Ödemli ekstremite kontrendike değilse kalp seviyesinden yüksekte tutulur.
Ödemli cilt, travmadan korunur. Akciğer sesleri ile ilgili veriler
değerlendirilir, Boyun venlerinde dolgunluk ve asit değerlendirilir, Hekim
istemine göre vücut ısısı, nabız, kan basıncı ve CVP takibi yapılır.
38. Sıvı ve Elektrolit Dengesini düzenleyen
Sistemler
■ Endokrin Sistem: Antidiüretik hormon (ADH), aldosteron, tiroid hormonu,
paratiroid hormonu, ve diüretik hormonlar sıvı elektrolit dengesine ve bu
dengenin sürdürülmesine etkilidir.
Antidiüretik hormon (ADH):
Hipofiz arka lobundan salgılanır. Böbreğin distal tüpleri ve kollektör kanallarına
etki ederek suyun reabsorbsiyonuna (emilimine)neden olur.
39. ADH Salgılanmasını Uyaran Durumlar
Hücre dışı sıvıların ozmolaritesinin artmasına neden olan su kaybı,
Kan volümünün azalması,
Morfin sülfat,
Ağrı,
Barbitüratlar,
Anestetikler,
Stres,
Cerrahi travma, kaza ile olan travma
40. ADH Yapımını Baskılayan Durumlar
Ekstra selüler sıvıların hipoozmolaritesi veya sıvı miktarının artması,
Kan volümünün artması,
Soğuk,
Karbondiyoksit inhalasyonu,
Kısa sürede fazla alkol alınması,
Diüretikler.
Bu durumlarda idrar miktarında artma olur.
41. Aldosteron
■ Adrenal korteksten salgılanır.
■ Böbreklerden sodyumu(Na) reabsorbe eder. Sodyum suyu tuttuğu için
aldosteronun antidiüretik etkisi vardır.Bedende sodyumun azalması ve
ekstraselüler sıvıda potasyumun (K) artması aldosteron salgısını
uyarır.Sodyum reabsorbe edilerek kan ve ekstraselüler sıvı volümü
düzenlenir.Tersine beden sıvılarında sodyumun artması yada potasyumun
azalması aldosteron salgısını baskılar.
42.
43. Tiroid, paratiroid ve diüretik hormonlar
■ Tiroid ve diüretik hormonlar normal diürez için gereklidir.Tiroid
hormonunun açığa çıkması böbreğe olan kan akımını artırarak glomeruler
filtrasyonu artırır. Böylece kişi daha fazla idrara çıkar.Diüretik hormon
hipofiz ön lobundan salgılanır ve idrar miktarını direkt olarak artırır.
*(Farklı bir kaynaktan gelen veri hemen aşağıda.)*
impl PersistenceCoordinator {
    pub fn new(store: Arc<Store>, backend: Arc<dyn StorageBackend>) -> Self {
        Self {
            store,
            backend,
            locks: Mutex::new(HashMap::new()),
        }
    }

    pub fn store(&self) -> &Arc<Store> {
        &self.store
    }

    pub fn backend(&self) -> &Arc<dyn StorageBackend> {
        &self.backend
    }

    // -----------------------------------------------------------------------
    // Persist
    // -----------------------------------------------------------------------

    /// Persist every dirty collection using the store's configured options.
    pub async fn persist(&self) -> Result<PersistResult> {
        let defaults = self.store.config().persist.clone();
        self.persist_with(&defaults, None).await
    }

    /// Persist every dirty collection. `per_collection` may override the
    /// defaults for individual collections.
    pub async fn persist_with(
        &self,
        defaults: &PersistOptions,
        per_collection: Option<&CollectionOptionsFn>,
    ) -> Result<PersistResult> {
        self.check_reachable().await?;

        let tasks = self.store.user_collections().into_iter().map(|(name, handle)| {
            let options = resolve_options(&name, defaults, per_collection);
            async move { self.persist_collection(&name, &handle, &options, true).await }
        });
        let mut outcomes = join_all(tasks).await;

        let meta_options = metadata_options(defaults);
        outcomes.push(
            self.persist_collection(METADATA_COLLECTION, self.store.metadata(), &meta_options, false)
                .await,
        );

        Ok(PersistResult { outcomes })
    }

    async fn persist_collection(
        &self,
        name: &str,
        handle: &CollectionHandle,
        options: &PersistOptions,
        record_keys: bool,
    ) -> CollectionOutcome {
        let _guard = match self.try_acquire(name) {
            Ok(guard) => guard,
            Err(e) => return self.fail(name, options, e),
        };

        let (docs, version, model) = {
            let collection = handle.lock();
            if !collection.is_dirty() {
                return CollectionOutcome::skipped(name);
            }
            let (docs, version) = collection.snapshot_documents();
            (docs, version, collection.model().clone())
        };

        let rows: Vec<Row> = docs
            .into_iter()
            .map(|doc| {
                let key = canonical_key(&model.primary_key_of(&doc));
                Row::new(key, Value::Object(options.save(doc)))
            })
            .collect();

        let chunk_count = match self.write_table(name, &rows, options).await {
            Ok(n) => n,
            Err(e) => return self.fail(name, options, e.into()),
        };

        let cleaned = handle.lock().mark_clean(version);
        if !cleaned {
            tracing::debug!(collection = %name, "collection changed during persist; left dirty");
        }
        if record_keys {
            self.record_key_snapshot(name);
        }

        tracing::debug!(collection = %name, rows = rows.len(), chunks = chunk_count, "persisted collection");
        CollectionOutcome {
            collection: name.to_string(),
            rows: rows.len(),
            chunk_count,
            skipped: false,
            error: None,
        }
    }

    /// Replace the stored table with `rows`. Returns the number of chunks written.
    async fn write_table(
        &self,
        name: &str,
        rows: &[Row],
        options: &PersistOptions,
    ) -> Result<usize, StorageError> {
        let columns = column_spec(options);
        self.backend.drop_table(name).await?;
        if rows.is_empty() {
            self.backend.create_table_if_missing(name, &columns).await?;
            return Ok(0);
        }
        self.write_chunks(name, rows, options).await
    }

    async fn write_chunks(
        &self,
        name: &str,
        rows: &[Row],
        options: &PersistOptions,
    ) -> Result<usize, StorageError> {
        let columns = column_spec(options);
        let mut written = 0;
        for (i, chunk) in rows.chunks(options.chunk_size()).enumerate() {
            self.backend.create_table_if_missing(name, &columns).await?;
            self.backend.insert_rows(name, &columns, chunk).await?;
            tracing::debug!(collection = %name, chunk = i, rows = chunk.len(), "wrote chunk");
            written += 1;
        }
        Ok(written)
    }

    /// Copy the collection's key counters into the metadata collection.
    fn record_key_snapshot(&self, name: &str) {
        let snapshot = self.store.keys().snapshot(name);
        if snapshot.entries.is_empty() {
            return;
        }
        let doc = snapshot.to_document();
        let key = Value::String(name.to_string());

        let mut metadata = self.store.metadata().lock();
        let outcome = match metadata.lookup(&key) {
            Some(existing) if existing == doc => return,
            Some(_) => metadata.update(doc).map(|_| ()),
            None => metadata.insert(doc).map(|_| ()),
        };
        if let Err(e) = outcome {
            tracing::warn!(collection = %name, error = %e, "failed to record key metadata");
        }
    }

    // -----------------------------------------------------------------------
    // Restore
    // -----------------------------------------------------------------------

    /// Restore every stored collection using the store's configured options.
    pub async fn restore(&self) -> Result<RestoreResult> {
        let defaults = self.store.config().persist.clone();
        self.restore_with(&defaults, None).await
    }

    /// Reload every registered collection found in storage. Restored
    /// collections are clean; key counters are raised to cover both the
    /// stored maxima and the keys present in the restored documents.
    pub async fn restore_with(
        &self,
        defaults: &PersistOptions,
        per_collection: Option<&CollectionOptionsFn>,
    ) -> Result<RestoreResult> {
        self.check_reachable().await?;
        let tables = self.backend.list_tables().await.map_err(|e| {
            tracing::warn!(error = %e, "could not list tables");
            ShelfError::from(e)
        })?;

        let mut result = RestoreResult::default();
        let mut stored_keys: BTreeMap<String, CollectionMetadata> = BTreeMap::new();

        if let Some(table) = tables.iter().find(|t| t.name == METADATA_COLLECTION) {
            let meta_options = metadata_options(defaults);
            let outcome = self
                .restore_collection(table, self.store.metadata(), &meta_options)
                .await;
            if outcome.is_ok() {
                stored_keys = self.read_key_metadata();
            }
            result.outcomes.push(outcome);
        }

        let mut targets = Vec::new();
        for table in &tables {
            if table.name == METADATA_COLLECTION {
                continue;
            }
            match self.store.collection(&table.name) {
                Some(handle) => targets.push((table, handle)),
                None => {
                    tracing::warn!(table = %table.name, "skipping stored table with no registered collection");
                    result.skipped.push(table.name.clone());
                }
            }
        }

        let tasks = targets.iter().map(|(table, handle)| {
            let options = resolve_options(&table.name, defaults, per_collection);
            async move { self.restore_collection(table, handle, &options).await }
        });
        result.outcomes.extend(join_all(tasks).await);

        for (name, handle) in self.store.user_collections() {
            self.reconcile_keys(&name, &handle, stored_keys.get(&name));
        }

        Ok(result)
    }

    /// Reload one collection from `table`, reading with the columns the
    /// table was created with rather than the call's column names.
    async fn restore_collection(
        &self,
        table: &TableInfo,
        handle: &CollectionHandle,
        options: &PersistOptions,
    ) -> CollectionOutcome {
        let name = table.name.as_str();
        let _guard = match self.try_acquire(name) {
            Ok(guard) => guard,
            Err(e) => return self.fail(name, options, e),
        };

        let docs = match self.read_table(name, &table.schema, options).await {
            Ok(docs) => docs,
            Err(e) => return self.fail(name, options, e.into()),
        };
        let rows = docs.len();
        handle.lock().load_trusted(docs);

        tracing::debug!(collection = %name, rows, "restored collection");
        CollectionOutcome {
            collection: name.to_string(),
            rows,
            chunk_count: 1,
            skipped: false,
            error: None,
        }
    }

    /// All rows of `name` as documents, load transform applied.
    async fn read_table(
        &self,
        name: &str,
        columns: &ColumnSpec,
        options: &PersistOptions,
    ) -> Result<Vec<Document>, StorageError> {
        let rows = self.backend.query(name, columns).await?;
        rows.into_iter()
            .map(|row| match row.data {
                Value::Object(doc) => Ok(options.load(doc)),
                _ => Err(StorageError::Corruption {
                    table: name.to_string(),
                    key: row.key,
                    source: None,
                }),
            })
            .collect()
    }

    fn read_key_metadata(&self) -> BTreeMap<String, CollectionMetadata> {
        let metadata = self.store.metadata().lock();
        metadata
            .documents()
            .iter()
            .filter_map(|doc| match CollectionMetadata::from_document(doc) {
                Ok(meta) => Some((meta.collection_name.clone(), meta)),
                Err(e) => {
                    tracing::warn!(error = %e, "ignoring unreadable key metadata entry");
                    None
                }
            })
            .collect()
    }

    fn reconcile_keys(
        &self,
        name: &str,
        handle: &CollectionHandle,
        stored: Option<&CollectionMetadata>,
    ) {
        let collection = handle.lock();
        for field in collection.auto_integer_fields() {
            let stored_max = stored.and_then(|m| m.largest(&field));
            let observed = collection.max_integer(&field);
            self.store.keys().reconcile(name, &field, stored_max, observed);
        }
    }

    // -----------------------------------------------------------------------
    // Single-collection operations
    // -----------------------------------------------------------------------

    /// Read the stored documents of one collection without touching memory.
    pub async fn get_collection_records(
        &self,
        name: &str,
        options: &PersistOptions,
    ) -> Result<Vec<Document>> {
        let _guard = self.try_acquire(name)?;
        Ok(self.read_table(name, &column_spec(options), options).await?)
    }

    /// Write `docs` to the stored table of a registered collection, in
    /// chunks, replacing stored rows with the same primary key. The
    /// in-memory collection is not modified. Returns the chunks written.
    pub async fn add_collection_records(
        &self,
        name: &str,
        docs: Vec<Document>,
        options: &PersistOptions,
    ) -> Result<usize> {
        let handle = self
            .store
            .collection(name)
            .ok_or_else(|| PersistError::NotRegistered(name.to_string()))?;
        let _guard = self.try_acquire(name)?;

        let model = handle.lock().model().clone();
        let rows: Vec<Row> = docs
            .into_iter()
            .map(|doc| {
                let key = canonical_key(&model.primary_key_of(&doc));
                Row::new(key, Value::Object(options.save(doc)))
            })
            .collect();
        Ok(self.write_chunks(name, &rows, options).await?)
    }

    /// Drop the stored tables of `names`. Registered collections among them
    /// are marked dirty so the next persist writes them again.
    pub async fn clear_collections(&self, names: &[&str]) -> Result<()> {
        for name in names {
            let _guard = self.try_acquire(name)?;
            self.backend.drop_table(name).await?;
            if let Some(handle) = self.store.collection(name) {
                handle.lock().mark_dirty();
            }
            tracing::debug!(collection = %name, "dropped stored table");
        }
        Ok(())
    }

    /// Drop every stored table and mark every registered collection dirty.
    pub async fn clear_persistent_db(&self) -> Result<()> {
        self.check_reachable().await?;
        let tables = self.backend.list_tables().await?;
        let names: Vec<&str> = tables.iter().map(|t| t.name.as_str()).collect();
        self.clear_collections(&names).await?;
        for name in self.store.collection_names() {
            if let Some(handle) = self.store.collection(&name) {
                handle.lock().mark_dirty();
            }
        }
        Ok(())
    }

    // -----------------------------------------------------------------------
    // Helpers
    // -----------------------------------------------------------------------

    async fn check_reachable(&self) -> Result<()> {
        self.backend.ping().await.map_err(|e| {
            tracing::warn!(error = %e, "storage backend unreachable");
            ShelfError::from(e)
        })
    }

    fn try_acquire(&self, collection: &str) -> Result<OwnedMutexGuard<()>, PersistError> {
        let lock = {
            let mut locks = self.locks.lock();
            locks
                .entry(collection.to_string())
                .or_insert_with(|| Arc::new(TokioMutex::new(())))
                .clone()
        };
        lock.try_lock_owned()
            .map_err(|_| PersistError::ConcurrentOperation(collection.to_string()))
    }

    fn fail(&self, name: &str, options: &PersistOptions, error: PersistError) -> CollectionOutcome {
        tracing::warn!(collection = %name, error = %error, "storage operation failed");
        options.report(name, &error);
        CollectionOutcome::failed(name, error)
    }
}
■ Paratiroid hormon(parat hormon) ise beden sıvılarındak kalsiyum ve
fosfor iyon konsantrasyonu ile ilgilidir.Parat hormon böbreklere,kemiklere
ve GIS e etki ederek kalsiyum emilimini ve fosfor atılımını artırır.Bu nedenle
parat hormon dengesizliği kalsiyum ve fosforda şiddetli dengesizliklere yol
açar.
44. Gastrointestinal Sistem (GIS)
Besinlerle alınan sıvılar GIS yoluyla absorbe olur.Bunun yanı sıra alınan sıvıların
ancak 100 ml’si feçesle atılır.GIS mukozasından sıvı ve elektrolitler her iki
doğrultuda hızla taşınabilir. Bazı otoritelere göre her 90 dakikada bir kanın
plazma hacmine eşit miktarda sıvı (70 kg bir erkek için 3000 ml) intestinal
mukozadan geçer. Bu nedenle intestinal mukozada oluşabilecek her hangi bir
olumsuz etken sıvı ve elektolit dengesizliğine yol açar. Örneğin: İleus ve
diyare
45. Renal Sistem
Suyun, sodyumun ve Hidrojen iyonunun düzenlenmesinde temel sorumluluğu
taşır.
Böbreğin görevleri:
- Kanın artık maddelerden temizlenmesi
- İdrar oluşturmak
-Sıvı-elektrolit ve asit-baz dengesini sağlamaktır
46. Böbrekler nefronlardan oluşur.Her nefron ise; glomerul, bowman
kapsülü,proksimaltüp, henle kulpu,distal tüp, kollektör kanal, aferent damar,
eferent damar ve kapiller ağdan oluşur.
Proksimal tüpte: suyun %85’i, Nacl ve bazı elektrolitler, glukoz, kreatin, amino
asitler, C vit. Ve laktoz reabsorbe edilir. Buna zorunlu reabsorbsiyon denir.
Henle kulpunda: suyun geri kalan kısmı reabsorbe olur.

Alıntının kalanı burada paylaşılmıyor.